What you need to do:
The full set of entries is to be returned word for word.

Material shown:
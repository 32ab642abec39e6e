//! Following repository.
//!
//! Stores the directed follow edge set. Followers are derived by querying the
//! same rows on `followee_id`; there is no separate inverse table.

use std::sync::Arc;

use crate::entities::{Following, following};
use crate::write_error;
use chrono::Utc;
use dwitter_common::{AppError, AppResult};
use sea_orm::{
    ColumnTrait, ConnectionTrait, DatabaseConnection, EntityTrait, PaginatorTrait, QueryFilter,
    QueryOrder, QuerySelect, Set, sea_query::OnConflict,
};

/// Following repository for database operations.
#[derive(Clone)]
pub struct FollowingRepository {
    db: Arc<DatabaseConnection>,
}

impl FollowingRepository {
    /// Create a new following repository.
    #[must_use]
    pub const fn new(db: Arc<DatabaseConnection>) -> Self {
        Self { db }
    }

    /// Find a following relationship by follower and followee.
    pub async fn find_by_pair(
        &self,
        follower_id: &str,
        followee_id: &str,
    ) -> AppResult<Option<following::Model>> {
        Following::find()
            .filter(following::Column::FollowerId.eq(follower_id))
            .filter(following::Column::FolloweeId.eq(followee_id))
            .one(self.db.as_ref())
            .await
            .map_err(|e| AppError::Database(e.to_string()))
    }

    /// Check if a profile is following another profile.
    pub async fn is_following(&self, follower_id: &str, followee_id: &str) -> AppResult<bool> {
        Ok(self.find_by_pair(follower_id, followee_id).await?.is_some())
    }

    /// Add a follow edge.
    ///
    /// Returns `true` if the edge was created and `false` if it already
    /// existed. Fails with [`AppError::NotFound`] when either profile is
    /// missing.
    pub async fn add(&self, id: &str, follower_id: &str, followee_id: &str) -> AppResult<bool> {
        Self::add_with(self.db.as_ref(), id, follower_id, followee_id).await
    }

    /// Same as [`Self::add`], on an arbitrary connection or transaction.
    pub async fn add_with<C: ConnectionTrait>(
        conn: &C,
        id: &str,
        follower_id: &str,
        followee_id: &str,
    ) -> AppResult<bool> {
        let model = following::ActiveModel {
            id: Set(id.to_string()),
            follower_id: Set(follower_id.to_string()),
            followee_id: Set(followee_id.to_string()),
            created_at: Set(Utc::now().into()),
        };

        let inserted = Following::insert(model)
            .on_conflict(
                OnConflict::columns([
                    following::Column::FollowerId,
                    following::Column::FolloweeId,
                ])
                .do_nothing()
                .to_owned(),
            )
            .exec_without_returning(conn)
            .await
            .map_err(|e| write_error(e, &format!("profile {follower_id} or {followee_id}")))?;

        Ok(inserted > 0)
    }

    /// Remove a follow edge.
    ///
    /// Returns `true` if an edge was deleted; removing a missing edge is a
    /// no-op.
    pub async fn remove(&self, follower_id: &str, followee_id: &str) -> AppResult<bool> {
        let result = Following::delete_many()
            .filter(following::Column::FollowerId.eq(follower_id))
            .filter(following::Column::FolloweeId.eq(followee_id))
            .exec(self.db.as_ref())
            .await
            .map_err(|e| AppError::Database(e.to_string()))?;

        Ok(result.rows_affected > 0)
    }

    /// IDs of the profiles a profile follows, in follow order.
    pub async fn find_followee_ids(&self, follower_id: &str) -> AppResult<Vec<String>> {
        Following::find()
            .select_only()
            .column(following::Column::FolloweeId)
            .filter(following::Column::FollowerId.eq(follower_id))
            .order_by_asc(following::Column::Id)
            .into_tuple()
            .all(self.db.as_ref())
            .await
            .map_err(|e| AppError::Database(e.to_string()))
    }

    /// IDs of the profiles following a profile, in follow order.
    pub async fn find_follower_ids(&self, followee_id: &str) -> AppResult<Vec<String>> {
        Following::find()
            .select_only()
            .column(following::Column::FollowerId)
            .filter(following::Column::FolloweeId.eq(followee_id))
            .order_by_asc(following::Column::Id)
            .into_tuple()
            .all(self.db.as_ref())
            .await
            .map_err(|e| AppError::Database(e.to_string()))
    }

    /// Count followers of a profile.
    pub async fn count_followers(&self, profile_id: &str) -> AppResult<u64> {
        Following::find()
            .filter(following::Column::FolloweeId.eq(profile_id))
            .count(self.db.as_ref())
            .await
            .map_err(|e| AppError::Database(e.to_string()))
    }

    /// Count profiles followed by a profile.
    pub async fn count_following(&self, profile_id: &str) -> AppResult<u64> {
        Following::find()
            .filter(following::Column::FollowerId.eq(profile_id))
            .count(self.db.as_ref())
            .await
            .map_err(|e| AppError::Database(e.to_string()))
    }
}

#[cfg(test)]
mod tests {
    use super::*;
    use sea_orm::{DatabaseBackend, MockDatabase, MockExecResult};

    fn create_test_following(id: &str, follower_id: &str, followee_id: &str) -> following::Model {
        following::Model {
            id: id.to_string(),
            follower_id: follower_id.to_string(),
            followee_id: followee_id.to_string(),
            created_at: Utc::now().into(),
        }
    }

    fn exec_result(rows_affected: u64) -> MockExecResult {
        MockExecResult {
            last_insert_id: 0,
            rows_affected,
        }
    }

    #[tokio::test]
    async fn test_find_by_pair_found() {
        let following = create_test_following("f1", "p1", "p2");

        let db = Arc::new(
            MockDatabase::new(DatabaseBackend::Postgres)
                .append_query_results([[following.clone()]])
                .into_connection(),
        );

        let repo = FollowingRepository::new(db);
        let result = repo.find_by_pair("p1", "p2").await.unwrap();

        assert_eq!(result, Some(following));
    }

    #[tokio::test]
    async fn test_is_following_false() {
        let db = Arc::new(
            MockDatabase::new(DatabaseBackend::Postgres)
                .append_query_results([Vec::<following::Model>::new()])
                .into_connection(),
        );

        let repo = FollowingRepository::new(db);
        let result = repo.is_following("p1", "p3").await.unwrap();

        assert!(!result);
    }

    #[tokio::test]
    async fn test_add_new_edge() {
        let db = Arc::new(
            MockDatabase::new(DatabaseBackend::Postgres)
                .append_exec_results([exec_result(1)])
                .into_connection(),
        );

        let repo = FollowingRepository::new(db);
        let created = repo.add("f1", "p1", "p2").await.unwrap();

        assert!(created);
    }

    #[tokio::test]
    async fn test_add_existing_edge_is_noop() {
        let db = Arc::new(
            MockDatabase::new(DatabaseBackend::Postgres)
                .append_exec_results([exec_result(0)])
                .into_connection(),
        );

        let repo = FollowingRepository::new(db);
        let created = repo.add("f2", "p1", "p2").await.unwrap();

        assert!(!created);
    }

    #[tokio::test]
    async fn test_remove_missing_edge_is_noop() {
        let db = Arc::new(
            MockDatabase::new(DatabaseBackend::Postgres)
                .append_exec_results([exec_result(0)])
                .into_connection(),
        );

        let repo = FollowingRepository::new(db);
        let removed = repo.remove("p1", "p2").await.unwrap();

        assert!(!removed);
    }

    #[tokio::test]
    async fn test_remove_existing_edge() {
        let db = Arc::new(
            MockDatabase::new(DatabaseBackend::Postgres)
                .append_exec_results([exec_result(1)])
                .into_connection(),
        );

        let repo = FollowingRepository::new(db);
        let removed = repo.remove("p1", "p2").await.unwrap();

        assert!(removed);
    }
}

Reply:
repository 32ab642abec39e6e
//! Following repository.
//!
//! Stores the directed follow edge set. Followers are derived by querying the
//! same rows on `followee_id`; there is no separate inverse table.

use std::sync::Arc;

use crate::entities::{Following, following};
use crate::write_error;
use chrono::Utc;
use dwitter_common::{AppError, AppResult};
use sea_orm::{
    ColumnTrait, ConnectionTrait, DatabaseConnection, EntityTrait, PaginatorTrait, QueryFilter,
    QueryOrder, QuerySelect, Set, sea_query::OnConflict,
};

/// Following repository for database operations.
#[derive(Clone)]
pub struct FollowingRepository {
    db: Arc<DatabaseConnection>,
}

impl FollowingRepository {
    /// Create a new following repository.
    #[must_use]
    pub const fn new(db: Arc<DatabaseConnection>) -> Self {
        Self { db }
    }

    /// Find a following relationship by follower and followee.
    pub async fn find_by_pair(
        &self,
        follower_id: &str,
        followee_id: &str,
    ) -> AppResult<Option<following::Model>> {
        Following::find()
            .filter(following::Column::FollowerId.eq(follower_id))
            .filter(following::Column::FolloweeId.eq(followee_id))
            .one(self.db.as_ref())
            .await
            .map_err(|e| AppError::Database(e.to_string()))
    }

    /// Check if a profile is following another profile.
    pub async fn is_following(&self, follower_id: &str, followee_id: &str) -> AppResult<bool> {
        Ok(self.find_by_pair(follower_id, followee_id).await?.is_some())
    }

    /// Add a follow edge.
    ///
    /// Returns `true` if the edge was created and `false` if it already
    /// existed. Fails with [`AppError::NotFound`] when either profile is
    /// missing.
    pub async fn add(&self, id: &str, follower_id: &str, followee_id: &str) -> AppResult<bool> {
        Self::add_with(self.db.as_ref(), id, follower_id, followee_id).await
    }

    /// Same as [`Self::add`], on an arbitrary connection or transaction.
    pub async fn add_with<C: ConnectionTrait>(
        conn: &C,
        id: &str,
        follower_id: &str,
        followee_id: &str,
    ) -> AppResult<bool> {
        let model = following::ActiveModel {
            id: Set(id.to_string()),
            follower_id: Set(follower_id.to_string()),
            followee_id: Set(followee_id.to_string()),
            created_at: Set(Utc::now().into()),
        };

        let inserted = Following::insert(model)
            .on_conflict(
                OnConflict::columns([
                    following::Column::FollowerId,
                    following::Column::FolloweeId,
                ])
                .do_nothing()
                .to_owned(),
            )
            .exec_without_returning(conn)
            .await
            .map_err(|e| write_error(e, &format!("profile {follower_id} or {followee_id}")))?;

        Ok(inserted > 0)
    }

    /// Remove a follow edge.
    ///
    /// Returns `true` if an edge was deleted; removing a missing edge is a
    /// no-op.
    pub async fn remove(&self, follower_id: &str, followee_id: &str) -> AppResult<bool> {
        let result = Following::delete_many()
            .filter(following::Column::FollowerId.eq(follower_id))
            .filter(following::Column::FolloweeId.eq(followee_id))
            .exec(self.db.as_ref())
            .await
            .map_err(|e| AppError::Database(e.to_string()))?;

        Ok(result.rows_affected > 0)
    }

    /// IDs of the profiles a profile follows, in follow order.
    pub async fn find_followee_ids(&self, follower_id: &str) -> AppResult<Vec<String>> {
        Following::find()
            .select_only()
            .column(following::Column::FolloweeId)
            .filter(following::Column::FollowerId.eq(follower_id))
            .order_by_asc(following::Column::Id)
            .into_tuple()
            .all(self.db.as_ref())
            .await
            .map_err(|e| AppError::Database(e.to_string()))
    }

    /// IDs of the profiles following a profile, in follow order.
    pub async fn find_follower_ids(&self, followee_id: &str) -> AppResult<Vec<String>> {
        Following::find()
            .select_only()
            .column(following::Column::FollowerId)
            .filter(following::Column::FolloweeId.eq(followee_id))
            .order_by_asc(following::Column::Id)
            .into_tuple()
            .all(self.db.as_ref())
            .await
            .map_err(|e| AppError::Database(e.to_string()))
    }

    /// Count followers of a profile.
    pub async fn count_followers(&self, profile_id: &str) -> AppResult<u64> {
        Following::find()
            .filter(following::Column::FolloweeId.eq(profile_id))
            .count(self.db.as_ref())
            .await
            .map_err(|e| AppError::Database(e.to_string()))
    }

    /// Count profiles followed by a profile.
    pub async fn count_following(&self, profile_id: &str) -> AppResult<u64> {
        Following::find()
            .filter(following::Column::FollowerId.eq(profile_id))
            .count(self.db.as_ref())
            .await
            .map_err(|e| AppError::Database(e.to_string()))
    }
}

#[cfg(test)]
mod tests {
    use super::*;
    use sea_orm::{DatabaseBackend, MockDatabase, MockExecResult};

    fn create_test_following(id: &str, follower_id: &str, followee_id: &str) -> following::Model {
        following::Model {
            id: id.to_string(),
            follower_id: follower_id.to_string(),
            followee_id: followee_id.to_string(),
            created_at: Utc::now().into(),
        }
    }

    fn exec_result(rows_affected: u64) -> MockExecResult {
        MockExecResult {
            last_insert_id: 0,
            rows_affected,
        }
    }

    #[tokio::test]
    async fn test_find_by_pair_found() {
        let following = create_test_following("f1", "p1", "p2");

        let db = Arc::new(
            MockDatabase::new(DatabaseBackend::Postgres)
                .append_query_results([[following.clone()]])
                .into_connection(),
        );

        let repo = FollowingRepository::new(db);
        let result = repo.find_by_pair("p1", "p2").await.unwrap();

        assert_eq!(result, Some(following));
    }

    #[tokio::test]
    async fn test_is_following_false() {
        let db = Arc::new(
            MockDatabase::new(DatabaseBackend::Postgres)
                .append_query_results([Vec::<following::Model>::new()])
                .into_connection(),
        );

        let repo = FollowingRepository::new(db);
        let result = repo.is_following("p1", "p3").await.unwrap();

        assert!(!result);
    }

    #[tokio::test]
    async fn test_add_new_edge() {
        let db = Arc::new(
            MockDatabase::new(DatabaseBackend::Postgres)
                .append_exec_results([exec_result(1)])
                .into_connection(),
        );

        let repo = FollowingRepository::new(db);
        let created = repo.add("f1", "p1", "p2").await.unwrap();

        assert!(created);
    }

    #[tokio::test]
    async fn test_add_existing_edge_is_noop() {
        let db = Arc::new(
            MockDatabase::new(DatabaseBackend::Postgres)
                .append_exec_results([exec_result(0)])
                .into_connection(),
        );

        let repo = FollowingRepository::new(db);
        let created = repo.add("f2", "p1", "p2").await.unwrap();

        assert!(!created);
    }

    #[tokio::test]
    async fn test_remove_missing_edge_is_noop() {
        let db = Arc::new(
            MockDatabase::new(DatabaseBackend::Postgres)
                .append_exec_results([exec_result(0)])
                .into_connection(),
        );

        let repo = FollowingRepository::new(db);
        let removed = repo.remove("p1", "p2").await.unwrap();

        assert!(!removed);
    }

    #[tokio::test]
    async fn test_remove_existing_edge() {
        let db = Arc::new(
            MockDatabase::new(DatabaseBackend::Postgres)
                .append_exec_results([exec_result(1)])
                .into_connection(),
        );

        let repo = FollowingRepository::new(db);
        let removed = repo.remove("p1", "p2").await.unwrap();

        assert!(removed);
    }
}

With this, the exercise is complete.